Trauma care? There's an app for that
In the hospital of the future, information can be blasted out in real time to the iPhones of trauma team members on their way to the ER. By the time doctors and nurses assemble, they won’t need to be brought up-to-speed because they will already know the patient’s history and vital signs.
A team of Los Angeles doctors has partnered with the U.S. military to make such improvements to emergency patient care, where seconds can mean the difference between life and death.
Fueled by a $4-million Department of Defense grant, the Cedars-Sinai hospital team developed an iPhone app to streamline information and improve communication. A text message feature allows them to coordinate and plan care while both they and the patient are en route to the ER. Saving precious seconds and even minutes of the “golden hour,”a military term for the most crucial time for a trauma patient, is the ultimate goal.

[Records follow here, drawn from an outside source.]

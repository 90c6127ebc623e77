use std::fmt::Debug;

use serde::Serialize;

use crate::span::Span;

/// An erqc error. Used internally, exposed as erqc::ErrorMessage.
#[derive(Debug, Clone)]
pub struct Error {
    pub kind: ErrorKind,
    pub span: Option<Span>,
    pub reason: Reason,
    pub hints: Vec<String>,
    /// Machine readable identifier error code eg, "E0001"
    pub code: Option<&'static str>,
}

/// Multiple erqc errors. Used internally, exposed as erqc::ErrorMessages.
#[derive(Debug, Clone)]
pub struct Errors(pub Vec<Error>);

/// What went wrong, from the point of view of the caller.
#[derive(Clone, Copy, Debug, PartialEq, Eq, Serialize, strum::AsRefStr)]
pub enum ErrorKind {
    /// The input is a valid prefix that needs more text. Only produced under
    /// the REPL-line rule.
    Incomplete,
    Syntax,
    Semantic,
    /// A placeholder referenced a name missing from the environment.
    Placeholder,
}

#[derive(Debug, Clone)]
pub enum Reason {
    Simple(String),
    Expected {
        who: Option<String>,
        expected: String,
        found: String,
    },
    Unexpected {
        found: String,
    },
    NotFound {
        name: String,
        namespace: String,
    },
    Bug {
        details: Option<String>,
    },
}

impl Error {
    pub fn new(reason: Reason) -> Self {
        Error {
            kind: ErrorKind::Syntax,
            span: None,
            reason,
            hints: Vec::new(),
            code: None,
        }
    }

    pub fn new_simple<S: ToString>(reason: S) -> Self {
        Error::new(Reason::Simple(reason.to_string()))
    }

    /// A well-formed parse that cannot be lowered.
    pub fn new_semantic<S: ToString>(reason: S) -> Self {
        Error::new_simple(reason).with_kind(ErrorKind::Semantic)
    }

    /// Used for things that you *think* should never happen, but are not sure.
    pub fn new_assert<S: ToString>(details: S) -> Self {
        Error::new(Reason::Bug {
            details: Some(details.to_string()),
        })
        .with_kind(ErrorKind::Semantic)
    }

    pub fn is_incomplete(&self) -> bool {
        self.kind == ErrorKind::Incomplete
    }
}

impl std::fmt::Display for Reason {
    fn fmt(&self, f: &mut std::fmt::Formatter<'_>) -> std::fmt::Result {
        match self {
            Reason::Simple(text) => f.write_str(text),
            Reason::Expected {
                who,
                expected,
                found,
            } => {
                if let Some(who) = who {
                    write!(f, "{who} ")?;
                }
                write!(f, "expected {expected}, but found {found}")
            }
            Reason::Unexpected { found } => write!(f, "unexpected {found}"),
            Reason::NotFound { name, namespace } => write!(f, "{namespace} `{name}` not found"),
            Reason::Bug { details } => {
                write!(f, "internal compiler error")?;
                if let Some(details) = details {
                    write!(f, "; {details}")?;
                }
                Ok(())
            }
        }
    }
}

impl From<Error> for Errors {
    fn from(error: Error) -> Self {
        Errors(vec![error])
    }
}

impl From<Vec<Error>> for Errors {
    fn from(errors: Vec<Error>) -> Self {
        Errors(errors)
    }
}

// Needed for anyhow
impl std::error::Error for Error {}

// Needed for anyhow
impl std::error::Error for Errors {}

// Needed for StdError
impl std::fmt::Display for Error {
    fn fmt(&self, f: &mut std::fmt::Formatter<'_>) -> std::fmt::Result {
        Debug::fmt(&self, f)
    }
}

// Needed for StdError
impl std::fmt::Display for Errors {
    fn fmt(&self, f: &mut std::fmt::Formatter<'_>) -> std::fmt::Result {
        Debug::fmt(&self, f)
    }
}

pub trait WithErrorInfo: Sized {
    fn push_hint<S: Into<String>>(self, hint: S) -> Self;

    fn with_hints<S: Into<String>, I: IntoIterator<Item = S>>(self, hints: I) -> Self;

    fn with_span(self, span: Option<Span>) -> Self;

    fn with_span_fallback(self, span: Option<Span>) -> Self;

    fn with_code(self, code: &'static str) -> Self;

    fn with_kind(self, kind: ErrorKind) -> Self;
}

impl WithErrorInfo for Error {
    fn push_hint<S: Into<String>>(mut self, hint: S) -> Self {
        self.hints.push(hint.into());
        self
    }

    fn with_hints<S: Into<String>, I: IntoIterator<Item = S>>(mut self, hints: I) -> Self {
        self.hints = hints.into_iter().map(|x| x.into()).collect();
        self
    }

    fn with_span(mut self, span: Option<Span>) -> Self {
        self.span = span;
        self
    }

    fn with_span_fallback(mut self, span: Option<Span>) -> Self {
        self.span = self.span.or(span);
        self
    }

    fn with_code(mut self, code: &'static str) -> Self {
        self.code = Some(code);
        self
    }

    fn with_kind(mut self, kind: ErrorKind) -> Self {
        self.kind = kind;
        self
    }
}

impl<T, E: WithErrorInfo> WithErrorInfo for Result<T, E> {
    fn push_hint<S: Into<String>>(self, hint: S) -> Self {
        self.map_err(|e| e.push_hint(hint))
    }

    fn with_hints<S: Into<String>, I: IntoIterator<Item = S>>(self, hints: I) -> Self {
        self.map_err(|e| e.with_hints(hints))
    }

    fn with_span(self, span: Option<Span>) -> Self {
        self.map_err(|e| e.with_span(span))
    }

    fn with_span_fallback(self, span: Option<Span>) -> Self {
        self.map_err(|e| e.with_span_fallback(span))
    }

    fn with_code(self, code: &'static str) -> Self {
        self.map_err(|e| e.with_code(code))
    }

    fn with_kind(self, kind: ErrorKind) -> Self {
        self.map_err(|e| e.with_kind(kind))
    }
}

#[cfg(test)]
mod test {
    use insta::assert_debug_snapshot;

    use super::*;

    #[test]
    fn test_error_builders() {
        let err = Error::new_semantic("unsupported escape `\\q`")
            .with_span(Some(Span { start: 2, end: 4 }))
            .push_hint("use `\\\\` for a literal backslash")
            .with_code("E0002");

        assert_debug_snapshot!(err, @r#"
        Error {
            kind: Semantic,
            span: Some(
                2-4,
            ),
            reason: Simple(
                "unsupported escape `\\q`",
            ),
            hints: [
                "use `\\\\` for a literal backslash",
            ],
            code: Some(
                "E0002",
            ),
        }
        "#);
    }

    #[test]
    fn test_span_fallback_keeps_existing() {
        let res: Result<(), Error> = Err(Error::new_simple("boom").with_span(Some(Span {
            start: 1,
            end: 2,
        })));
        let err = res
            .with_span_fallback(Some(Span { start: 7, end: 9 }))
            .unwrap_err();
        assert_eq!(err.span, Some(Span { start: 1, end: 2 }));
        assert_eq!(err.kind, ErrorKind::Syntax);
    }

    #[test]
    fn test_reason_display() {
        let reason = Reason::Expected {
            who: None,
            expected: "`;;`".to_string(),
            found: "`]`".to_string(),
        };
        assert_eq!(reason.to_string(), "expected `;;`, but found `]`");
    }
}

Using a new high-tech simulation lab, the doctors tested the app last week. While trainers observed from a monitor-filled “mission control”room, the LA team converged on the mock ER ready to treat a seriously injured car wreck victim in a realistic trauma simulation. The new app provided the fusion of information and communication needed to transformed chaos into choreography.
The iPhone app is just one step toward improving the speed and quality of trauma care. “The quicker we get patients cared for, the better the outcomes,”Surgeon-in-Chief Bruce L. Gewertz said in a statement.
Military experience has long guided trauma care. World War II introduced effective first-aid techniques and the use of antibiotics. Mobile Army surgical hospitals (MASH units) and helicopters were first used in the Korean War. The Vietnam War saw breakthroughs in the treatment of shock and chest injuries in the field. In the wars in Iraq and Afghanistan, hemostatic powders and dressings were developed to stop bleeding, and a more coordinated field trauma system emerged with forward surgical teams (FST) and combat support hospitals (CSH).
The Cedars-Sinai team visited military facilities around the world to interview experienced doctors and nurses. In addition to the iPhone app, those interviews prompted changes such as color-coded trauma bays with high-visibility whiteboards to display key patient information. Pre-briefings are now held in those bays before trauma patients arrive, allowing doctors, nurses, and others to understand their roles and ensure correct equipment and medications are ready.
“This is a new way to think about the improvement and delivery of healthcare,” said Ken Catchpole, director of Surgical Safety and Human Factors research at Cedars-Sinai. “It’s not just about new techniques or technologies or drugs, but how all those things work in unison.”